Hodgepodge
Hurra for deg som fyller ditt år!
As America celebrates Independence Day on July 4, there’s a different celebration going on in Norway. It’s Her Majesty Queen Sonja’s birthday, and Norwegians don’t take birthdays lightly. Queen Sonja is beloved in her native land where she grew up a commoner and married Crown Prince Harold in 1968 after a nine-year courtship. Their fairytale marriage has lasted 52 years and counting. In Norway, Queen Sonja Day is an official holiday with Norwegian flags flying all across the country.
Sonja’s is truly a Cinderella story. In the days before Diana, Kate and Meghan, royal marriages to non-royals were almost unheard of. In fact, only when Crown Prince Harold declared he would never marry if he couldn’t marry Sonja, did his parents relent, thereby ensuring continuation of the royal lineage. Harold V ascended the throne upon the death of his father, King Olav, in 1991. Queen Sonja has been busy modernizing the monarchy ever since, paving the way for all other commoners who later married royal heirs, including her daughter-in-law, who was a single mother with a disadvantaged past, when she married Crown Prince Haakon.
Known for her altruistic work, Queen Sonja was a member of the committee for Norway’s first nationwide humanitarian telethon back in 1974. In 2005, she created Queen Sonja’s School Award, which is presented each year to a school that demonstrates excellence in promoting inclusion and equality. She visited the world’s largest refugee camp in Kenya in 2010 and supported the Norwegian Refugee Council’s work to help and protect people fleeing war zones. Awarded the Nansen Medal by the United Nation’s High Commissioner for Refugees, Queen Sonja donated her prize money to build schools for refugees in Tanzania. Queen Sonja is patron of the MIRA Centre for Black, Immigrant and Refugee Women.

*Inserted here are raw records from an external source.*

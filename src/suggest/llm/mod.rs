pub mod client;
pub mod models;
pub mod parse;
pub mod prompts;

pub use client::{GenerationRequest, LlmResponse, OpenRouterClient, TextGenerator};
pub use models::{Model, Usage};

Queen Sonja is an accomplished skier and passionate outdoorswoman, having hiked across most of Norway.
She’s also an avid patron of arts and culture and a skilled graphic artist, ceramicist and photographer. In fact, the Queen Sonja Art Stable, the gallery that was a birthday gift from her husband the king, has been closed during the pandemic and is set to reopen to the public on July 4. The gallery, which is located in a former stable in the Palace Park, was first opened in 2017 to commemorate Queen Sonja’s 80th birthday.
And yes, there will be champagne and kaker (cake) to mark the occasion, not to mention countless renditions of that joyous Norwegian birthday song: “Hurra for Deg,” which involves lots of clapping and dancing around. Roughly translated, it goes something like this:
Hooray for you who’re completing your year,
Yes, you we will congratulate.
Everybody is standing around you in a ring,
And see, now we’ll march,
bow, nod, curtsy, turn around,
dance for you with jumps and bounces,
wish from the heart all good things!
And same me then, what more do you want?
Congratulate!
This year, when you’re celebrating the birth of a nation and all that it stands for, remember it’s also the birthday of Norway’s iconic Queen Sonja, who’s a bit of a revolutionary herself in her own country. Skål!